[Opening Records provided section]

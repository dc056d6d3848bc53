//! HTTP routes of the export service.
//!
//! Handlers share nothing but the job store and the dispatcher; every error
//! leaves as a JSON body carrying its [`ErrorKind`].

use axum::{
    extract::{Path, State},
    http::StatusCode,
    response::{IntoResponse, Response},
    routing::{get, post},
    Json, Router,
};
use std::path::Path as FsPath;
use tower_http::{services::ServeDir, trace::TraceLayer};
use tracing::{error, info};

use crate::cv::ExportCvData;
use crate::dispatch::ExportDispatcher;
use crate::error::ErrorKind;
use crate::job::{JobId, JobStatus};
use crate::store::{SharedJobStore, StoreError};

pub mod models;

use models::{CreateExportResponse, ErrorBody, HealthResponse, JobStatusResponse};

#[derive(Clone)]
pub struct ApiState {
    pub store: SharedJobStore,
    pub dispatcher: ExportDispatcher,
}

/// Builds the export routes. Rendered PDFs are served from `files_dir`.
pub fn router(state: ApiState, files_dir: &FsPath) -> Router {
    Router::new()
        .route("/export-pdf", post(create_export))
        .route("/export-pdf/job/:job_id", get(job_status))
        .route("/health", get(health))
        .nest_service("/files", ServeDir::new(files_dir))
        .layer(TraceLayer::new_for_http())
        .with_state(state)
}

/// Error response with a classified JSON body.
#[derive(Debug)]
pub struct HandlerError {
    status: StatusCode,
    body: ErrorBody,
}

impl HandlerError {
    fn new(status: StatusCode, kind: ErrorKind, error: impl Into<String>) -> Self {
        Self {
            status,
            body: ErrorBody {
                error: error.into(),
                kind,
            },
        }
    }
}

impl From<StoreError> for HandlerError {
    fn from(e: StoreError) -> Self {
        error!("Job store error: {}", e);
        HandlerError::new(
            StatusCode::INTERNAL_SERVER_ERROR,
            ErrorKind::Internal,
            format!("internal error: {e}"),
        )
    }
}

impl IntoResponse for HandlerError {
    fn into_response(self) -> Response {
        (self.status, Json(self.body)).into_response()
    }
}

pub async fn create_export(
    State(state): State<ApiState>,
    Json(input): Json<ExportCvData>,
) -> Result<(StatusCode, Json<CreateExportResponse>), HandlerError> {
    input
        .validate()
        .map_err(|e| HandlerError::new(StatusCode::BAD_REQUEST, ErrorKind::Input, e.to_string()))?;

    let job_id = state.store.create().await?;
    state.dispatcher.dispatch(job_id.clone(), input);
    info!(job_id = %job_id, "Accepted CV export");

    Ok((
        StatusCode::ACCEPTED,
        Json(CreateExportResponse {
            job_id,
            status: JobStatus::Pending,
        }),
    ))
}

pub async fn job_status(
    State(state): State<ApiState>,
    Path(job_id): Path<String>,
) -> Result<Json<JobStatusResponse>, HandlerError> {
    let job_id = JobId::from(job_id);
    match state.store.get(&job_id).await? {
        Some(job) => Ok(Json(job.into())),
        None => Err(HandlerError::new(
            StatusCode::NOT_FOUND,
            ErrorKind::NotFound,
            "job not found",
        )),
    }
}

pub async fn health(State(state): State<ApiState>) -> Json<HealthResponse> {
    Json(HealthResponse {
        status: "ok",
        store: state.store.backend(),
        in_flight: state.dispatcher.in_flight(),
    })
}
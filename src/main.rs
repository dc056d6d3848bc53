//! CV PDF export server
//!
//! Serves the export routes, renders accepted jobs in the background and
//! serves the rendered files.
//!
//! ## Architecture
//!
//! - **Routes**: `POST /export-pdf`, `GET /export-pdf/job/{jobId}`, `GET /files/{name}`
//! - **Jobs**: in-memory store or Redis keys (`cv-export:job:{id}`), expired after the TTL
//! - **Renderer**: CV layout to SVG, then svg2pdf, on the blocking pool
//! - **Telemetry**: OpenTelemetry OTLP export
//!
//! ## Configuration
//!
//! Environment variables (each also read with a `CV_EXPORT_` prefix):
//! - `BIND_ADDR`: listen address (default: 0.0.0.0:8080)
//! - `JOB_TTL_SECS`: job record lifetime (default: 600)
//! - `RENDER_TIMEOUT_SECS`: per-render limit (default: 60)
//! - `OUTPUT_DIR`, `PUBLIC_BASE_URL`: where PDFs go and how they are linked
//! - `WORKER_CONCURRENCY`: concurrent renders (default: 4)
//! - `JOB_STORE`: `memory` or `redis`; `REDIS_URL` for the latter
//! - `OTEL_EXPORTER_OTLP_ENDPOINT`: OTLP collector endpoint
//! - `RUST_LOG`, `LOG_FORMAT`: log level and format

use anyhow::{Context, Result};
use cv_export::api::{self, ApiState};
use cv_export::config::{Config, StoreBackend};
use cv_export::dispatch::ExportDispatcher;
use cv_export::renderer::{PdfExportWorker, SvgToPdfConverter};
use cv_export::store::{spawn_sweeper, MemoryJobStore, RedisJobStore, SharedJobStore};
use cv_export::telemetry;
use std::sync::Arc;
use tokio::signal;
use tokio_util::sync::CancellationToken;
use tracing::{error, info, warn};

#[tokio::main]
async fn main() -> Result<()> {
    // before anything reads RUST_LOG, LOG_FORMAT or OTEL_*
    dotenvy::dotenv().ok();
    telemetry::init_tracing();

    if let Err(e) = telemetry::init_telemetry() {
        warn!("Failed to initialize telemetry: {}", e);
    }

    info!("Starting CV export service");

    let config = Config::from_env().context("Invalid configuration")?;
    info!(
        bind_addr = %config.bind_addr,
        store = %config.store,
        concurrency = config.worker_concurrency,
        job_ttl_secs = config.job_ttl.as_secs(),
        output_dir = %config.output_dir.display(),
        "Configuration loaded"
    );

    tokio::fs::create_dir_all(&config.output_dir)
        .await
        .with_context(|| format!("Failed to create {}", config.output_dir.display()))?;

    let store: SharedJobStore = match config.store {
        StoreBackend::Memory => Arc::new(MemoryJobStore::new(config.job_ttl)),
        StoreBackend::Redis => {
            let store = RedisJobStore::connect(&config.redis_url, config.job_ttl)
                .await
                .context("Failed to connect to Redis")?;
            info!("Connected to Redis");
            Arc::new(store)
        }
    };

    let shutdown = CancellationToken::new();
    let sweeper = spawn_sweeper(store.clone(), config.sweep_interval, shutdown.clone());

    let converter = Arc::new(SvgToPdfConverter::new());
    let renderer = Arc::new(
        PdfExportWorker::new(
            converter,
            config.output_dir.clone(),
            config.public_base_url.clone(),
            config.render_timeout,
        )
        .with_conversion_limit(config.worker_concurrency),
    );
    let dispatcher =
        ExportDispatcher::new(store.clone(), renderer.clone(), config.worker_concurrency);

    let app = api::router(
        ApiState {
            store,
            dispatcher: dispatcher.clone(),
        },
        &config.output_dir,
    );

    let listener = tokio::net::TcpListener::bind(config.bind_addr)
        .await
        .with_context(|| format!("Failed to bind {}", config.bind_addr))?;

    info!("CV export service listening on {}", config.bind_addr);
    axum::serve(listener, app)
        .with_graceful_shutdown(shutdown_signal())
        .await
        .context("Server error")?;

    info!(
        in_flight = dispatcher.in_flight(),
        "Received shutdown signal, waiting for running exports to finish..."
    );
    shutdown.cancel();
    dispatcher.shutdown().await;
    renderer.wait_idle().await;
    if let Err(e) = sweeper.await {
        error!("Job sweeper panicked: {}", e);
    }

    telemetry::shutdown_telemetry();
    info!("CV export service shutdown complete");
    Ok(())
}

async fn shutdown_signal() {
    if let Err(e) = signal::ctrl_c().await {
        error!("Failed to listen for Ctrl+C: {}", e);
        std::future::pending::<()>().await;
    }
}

[Closing Records provided section]

Return a word-for-word copy of the lines above from the one holding "impl From<StoreError> for" through the one holding "pub async fn health(State(state): State<ApiState>)", with both of them included and nothing besides.

** Solution for this problem **
impl From<StoreError> for HandlerError {
    fn from(e: StoreError) -> Self {
        error!("Job store error: {}", e);
        HandlerError::new(
            StatusCode::INTERNAL_SERVER_ERROR,
            ErrorKind::Internal,
            format!("internal error: {e}"),
        )
    }
}

impl IntoResponse for HandlerError {
    fn into_response(self) -> Response {
        (self.status, Json(self.body)).into_response()
    }
}

pub async fn create_export(
    State(state): State<ApiState>,
    Json(input): Json<ExportCvData>,
) -> Result<(StatusCode, Json<CreateExportResponse>), HandlerError> {
    input
        .validate()
        .map_err(|e| HandlerError::new(StatusCode::BAD_REQUEST, ErrorKind::Input, e.to_string()))?;

    let job_id = state.store.create().await?;
    state.dispatcher.dispatch(job_id.clone(), input);
    info!(job_id = %job_id, "Accepted CV export");

    Ok((
        StatusCode::ACCEPTED,
        Json(CreateExportResponse {
            job_id,
            status: JobStatus::Pending,
        }),
    ))
}

pub async fn job_status(
    State(state): State<ApiState>,
    Path(job_id): Path<String>,
) -> Result<Json<JobStatusResponse>, HandlerError> {
    let job_id = JobId::from(job_id);
    match state.store.get(&job_id).await? {
        Some(job) => Ok(Json(job.into())),
        None => Err(HandlerError::new(
            StatusCode::NOT_FOUND,
            ErrorKind::NotFound,
            "job not found",
        )),
    }
}

pub async fn health(State(state): State<ApiState>) -> Json<HealthResponse> {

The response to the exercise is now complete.